··· Dataset records

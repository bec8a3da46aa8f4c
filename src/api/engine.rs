use chrono::{DateTime, Local, NaiveDate, TimeZone, Utc};
use tracing::{debug, warn};

use crate::core::RawEvent;
use crate::render::{Scene, SceneConsumer};

use super::navigation::{NavigationRequest, Navigator};
use super::render_coordinator::render_scene;
use super::{TimelineEngineConfig, ViewOptions};

/// Interactive facade consumed by host applications.
///
/// Owns the current `ViewOptions` and the loaded day's events. Every
/// interaction replaces the options and synchronously re-renders; the engine
/// keeps no other state, so repeated triggers are last-write-wins.
pub struct TimelineEngine<C: SceneConsumer, Tz: TimeZone = Local> {
    consumer: C,
    zone: Tz,
    options: ViewOptions,
    viewport_height_px: Option<u32>,
    events: Vec<RawEvent>,
}

impl<C: SceneConsumer> TimelineEngine<C, Local> {
    /// Creates an engine laying out days in the host's local time zone.
    #[must_use]
    pub fn new(consumer: C, config: TimelineEngineConfig) -> Self {
        Self::with_zone(consumer, config, Local)
    }
}

impl<C: SceneConsumer, Tz: TimeZone> TimelineEngine<C, Tz> {
    #[must_use]
    pub fn with_zone(consumer: C, config: TimelineEngineConfig, zone: Tz) -> Self {
        Self {
            consumer,
            zone,
            options: config.options,
            viewport_height_px: config.viewport_height_px,
            events: Vec::new(),
        }
    }

    #[must_use]
    pub fn options(&self) -> ViewOptions {
        self.options
    }

    #[must_use]
    pub fn events(&self) -> &[RawEvent] {
        &self.events
    }

    #[must_use]
    pub fn zone(&self) -> &Tz {
        &self.zone
    }

    #[must_use]
    pub fn viewport_height_px(&self) -> Option<u32> {
        self.viewport_height_px
    }

    #[must_use]
    pub fn consumer(&self) -> &C {
        &self.consumer
    }

    #[must_use]
    pub fn into_consumer(self) -> C {
        self.consumer
    }

    /// Replaces the current day's events without rendering.
    pub fn set_events(&mut self, events: Vec<RawEvent>) {
        debug!(count = events.len(), "set timeline events");
        self.events = events;
    }

    /// Computes the scene for the current state and hands it to the consumer.
    ///
    /// A consumer rejection is logged; the scene is returned regardless.
    pub fn render(&mut self) -> Scene {
        let scene = render_scene(
            &self.events,
            &self.options,
            &self.zone,
            self.viewport_height_px,
        );
        if let Err(err) = self.consumer.consume(&scene) {
            warn!(error = %err, "scene consumer rejected timeline scene");
        }
        scene
    }

    pub fn toggle_focus(&mut self, focus_mode: bool) -> Scene {
        self.options.focus_mode = focus_mode;
        self.render()
    }

    /// Sets the base height, pushing it to the consumer before recomputing.
    pub fn set_base_height(&mut self, base_height_px: u32) -> Scene {
        self.consumer.apply_height_px(base_height_px);
        self.options.base_height_px = base_height_px;
        self.render()
    }

    /// Flips between the focused and the full-day view.
    pub fn toggle_day(&mut self) -> Scene {
        self.options.focus_mode = !self.options.focus_mode;
        self.render()
    }

    pub fn set_viewport_height(&mut self, viewport_height_px: Option<u32>) -> Scene {
        self.viewport_height_px = viewport_height_px;
        self.render()
    }

    /// Installs a newly navigated day together with its events and renders it.
    pub fn load_day(&mut self, day: NaiveDate, events: Vec<RawEvent>) -> Scene {
        self.options.day = day;
        self.set_events(events);
        self.render()
    }

    /// Asks the host to navigate to the current day in the engine's zone.
    pub fn navigate_today<N: Navigator>(&self, navigator: &mut N) -> NavigationRequest {
        self.navigate_today_at(Utc::now(), navigator)
    }

    pub fn navigate_today_at<N: Navigator>(
        &self,
        now: DateTime<Utc>,
        navigator: &mut N,
    ) -> NavigationRequest {
        let request = NavigationRequest::today_at(now, &self.zone);
        debug!(route = %request.route(), "navigate to today");
        navigator.navigate(&request);
        request
    }
}
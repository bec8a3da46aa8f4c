use activity_timeline::api::{build_grid_lines, build_hour_labels};
use activity_timeline::core::TimeWindow;
use activity_timeline::core::time_math::{HOUR_MS, MINUTE_MS};
use approx::assert_abs_diff_eq;
use activity_timeline::core::time_math::full_day_bounds;
use chrono::{FixedOffset, NaiveDate, Utc};
use chrono_tz::Europe::Berlin;

const DAY_START: i64 = 1_704_067_200_000; // 2024-01-01T00:00:00Z

fn at(hour: i64, minute: i64, second: i64) -> i64 {
    DAY_START + hour * HOUR_MS + minute * MINUTE_MS + second * 1000
}

#[test]
fn business_hours_window_has_thirteen_hour_labels() {
    let window = TimeWindow::new(at(8, 0, 0), at(20, 0, 0)).expect("window");
    let labels = build_hour_labels(window, &Utc);

    assert_eq!(labels.len(), 13);
    assert_eq!(labels[0].text, "08:00");
    assert_eq!(labels[0].offset_pct, 0.0);
    assert_eq!(labels[12].text, "20:00");
    assert_eq!(labels[12].offset_pct, 100.0);
    assert_abs_diff_eq!(labels[1].offset_pct, 100.0 / 12.0, epsilon = 1e-9);
}

#[test]
fn full_day_grid_has_quarter_and_hour_marks() {
    let window = TimeWindow::new(at(0, 0, 0), at(23, 59, 59)).expect("window");
    let marks = build_grid_lines(window, &Utc);
    let labels = build_hour_labels(window, &Utc);

    assert_eq!(marks.len(), 96);
    assert_eq!(marks.iter().filter(|m| m.is_hour).count(), 24);
    assert!(marks[0].is_hour);
    assert!(!marks[1].is_hour);
    assert_eq!(labels.len(), 24);
    assert_eq!(labels[23].text, "23:00");
    assert!(marks.iter().all(|m| (0.0..=100.0).contains(&m.offset_pct)));
}

#[test]
fn marks_before_the_window_are_skipped_not_clamped() {
    let window = TimeWindow::new(at(8, 53, 30), at(9, 8, 30)).expect("window");
    let marks = build_grid_lines(window, &Utc);
    let labels = build_hour_labels(window, &Utc);

    assert_eq!(marks.len(), 1);
    assert!(marks[0].is_hour);
    assert_abs_diff_eq!(marks[0].offset_pct, 390.0 / 900.0 * 100.0, epsilon = 1e-9);
    assert_eq!(labels.len(), 1);
    assert_eq!(labels[0].text, "09:00");
    assert_eq!(labels[0].offset_pct, marks[0].offset_pct);
}

#[test]
fn labels_and_hour_marks_follow_the_layout_zone() {
    // 02:30-04:30 UTC is 08:00-10:00 at +05:30.
    let zone = FixedOffset::east_opt(5 * 3600 + 1800).expect("valid offset");
    let window = TimeWindow::new(at(2, 30, 0), at(4, 30, 0)).expect("window");

    let texts: Vec<String> = build_hour_labels(window, &zone)
        .into_iter()
        .map(|label| label.text)
        .collect();
    assert_eq!(texts, vec!["08:00", "09:00", "10:00"]);

    let marks = build_grid_lines(window, &zone);
    assert_eq!(marks.len(), 9);
    assert_eq!(marks.iter().filter(|m| m.is_hour).count(), 3);
}

#[test]
fn builders_are_pure_functions_of_the_window() {
    let window = TimeWindow::new(at(6, 7, 0), at(18, 41, 0)).expect("window");
    assert_eq!(build_grid_lines(window, &Utc), build_grid_lines(window, &Utc));
    assert_eq!(build_hour_labels(window, &Utc), build_hour_labels(window, &Utc));
}

fn berlin_day(year: i32, month: u32, day: u32) -> TimeWindow {
    let day = NaiveDate::from_ymd_opt(year, month, day).expect("valid date");
    let (start, end) = full_day_bounds(day, &Berlin).expect("bounds");
    TimeWindow::new(start, end).expect("window")
}

#[test]
fn spring_forward_day_skips_the_missing_hour_label() {
    let labels = build_hour_labels(berlin_day(2024, 3, 31), &Berlin);
    let texts: Vec<&str> = labels.iter().map(|label| label.text.as_str()).collect();

    assert_eq!(labels.len(), 23);
    assert_eq!(&texts[..3], &["00:00", "01:00", "03:00"]);
    assert_eq!(texts.last(), Some(&"23:00"));
    assert!(!texts.contains(&"02:00"));
}

#[test]
fn fall_back_day_repeats_the_folded_hour_label() {
    let labels = build_hour_labels(berlin_day(2024, 10, 27), &Berlin);
    let texts: Vec<&str> = labels.iter().map(|label| label.text.as_str()).collect();

    assert_eq!(labels.len(), 25);
    assert_eq!(&texts[..4], &["00:00", "01:00", "02:00", "02:00"]);
    assert_eq!(texts.last(), Some(&"23:00"));
    assert_abs_diff_eq!(labels[0].offset_pct, 0.0, epsilon = 1e-9);
}
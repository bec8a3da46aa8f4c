use serde::{Deserialize, Serialize};

use crate::error::{TimelineError, TimelineResult};

/// Normalized bounds of one event in epoch milliseconds.
#[derive(Debug, Clone, Copy, PartialEq, Eq, Serialize, Deserialize)]
pub struct EventBounds {
    pub start: i64,
    pub end: i64,
}

impl EventBounds {
    #[must_use]
    pub fn new(start: i64, end: i64) -> Self {
        Self { start, end }
    }
}

/// Visible time span `[start, end)` of one render pass, in epoch milliseconds.
///
/// A window always has a strictly positive span; construction rejects
/// anything else so downstream percentage math never divides by zero.
#[derive(Debug, Clone, Copy, PartialEq, Eq)]
pub struct TimeWindow {
    start: i64,
    end: i64,
}

impl TimeWindow {
    pub fn new(start: i64, end: i64) -> TimelineResult<Self> {
        if end <= start {
            return Err(TimelineError::InvalidWindow { start, end });
        }
        Ok(Self { start, end })
    }

    #[must_use]
    pub fn start(self) -> i64 {
        self.start
    }

    #[must_use]
    pub fn end(self) -> i64 {
        self.end
    }

    #[must_use]
    pub fn span(self) -> i64 {
        self.end - self.start
    }

    /// Maps an instant to its unclamped offset within the window, in percent.
    #[must_use]
    pub fn pct(self, instant: i64) -> f64 {
        crate::core::time_math::pct(instant, self.start, self.span())
    }
}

······

▶ _Required work_: Copy every line of the data above, beginning with the first and ending with the line that contains "pub fn set_events(&mut", and give nothing more.

▶ _Answer space_:
repository bec8a3da46aa8f4c
filename src/api/engine.rs
use chrono::{DateTime, Local, NaiveDate, TimeZone, Utc};
use tracing::{debug, warn};

use crate::core::RawEvent;
use crate::render::{Scene, SceneConsumer};

use super::navigation::{NavigationRequest, Navigator};
use super::render_coordinator::render_scene;
use super::{TimelineEngineConfig, ViewOptions};

/// Interactive facade consumed by host applications.
///
/// Owns the current `ViewOptions` and the loaded day's events. Every
/// interaction replaces the options and synchronously re-renders; the engine
/// keeps no other state, so repeated triggers are last-write-wins.
pub struct TimelineEngine<C: SceneConsumer, Tz: TimeZone = Local> {
    consumer: C,
    zone: Tz,
    options: ViewOptions,
    viewport_height_px: Option<u32>,
    events: Vec<RawEvent>,
}

impl<C: SceneConsumer> TimelineEngine<C, Local> {
    /// Creates an engine laying out days in the host's local time zone.
    #[must_use]
    pub fn new(consumer: C, config: TimelineEngineConfig) -> Self {
        Self::with_zone(consumer, config, Local)
    }
}

impl<C: SceneConsumer, Tz: TimeZone> TimelineEngine<C, Tz> {
    #[must_use]
    pub fn with_zone(consumer: C, config: TimelineEngineConfig, zone: Tz) -> Self {
        Self {
            consumer,
            zone,
            options: config.options,
            viewport_height_px: config.viewport_height_px,
            events: Vec::new(),
        }
    }

    #[must_use]
    pub fn options(&self) -> ViewOptions {
        self.options
    }

    #[must_use]
    pub fn events(&self) -> &[RawEvent] {
        &self.events
    }

    #[must_use]
    pub fn zone(&self) -> &Tz {
        &self.zone
    }

    #[must_use]
    pub fn viewport_height_px(&self) -> Option<u32> {
        self.viewport_height_px
    }

    #[must_use]
    pub fn consumer(&self) -> &C {
        &self.consumer
    }

    #[must_use]
    pub fn into_consumer(self) -> C {
        self.consumer
    }

    /// Replaces the current day's events without rendering.
    pub fn set_events(&mut self, events: Vec<RawEvent>) {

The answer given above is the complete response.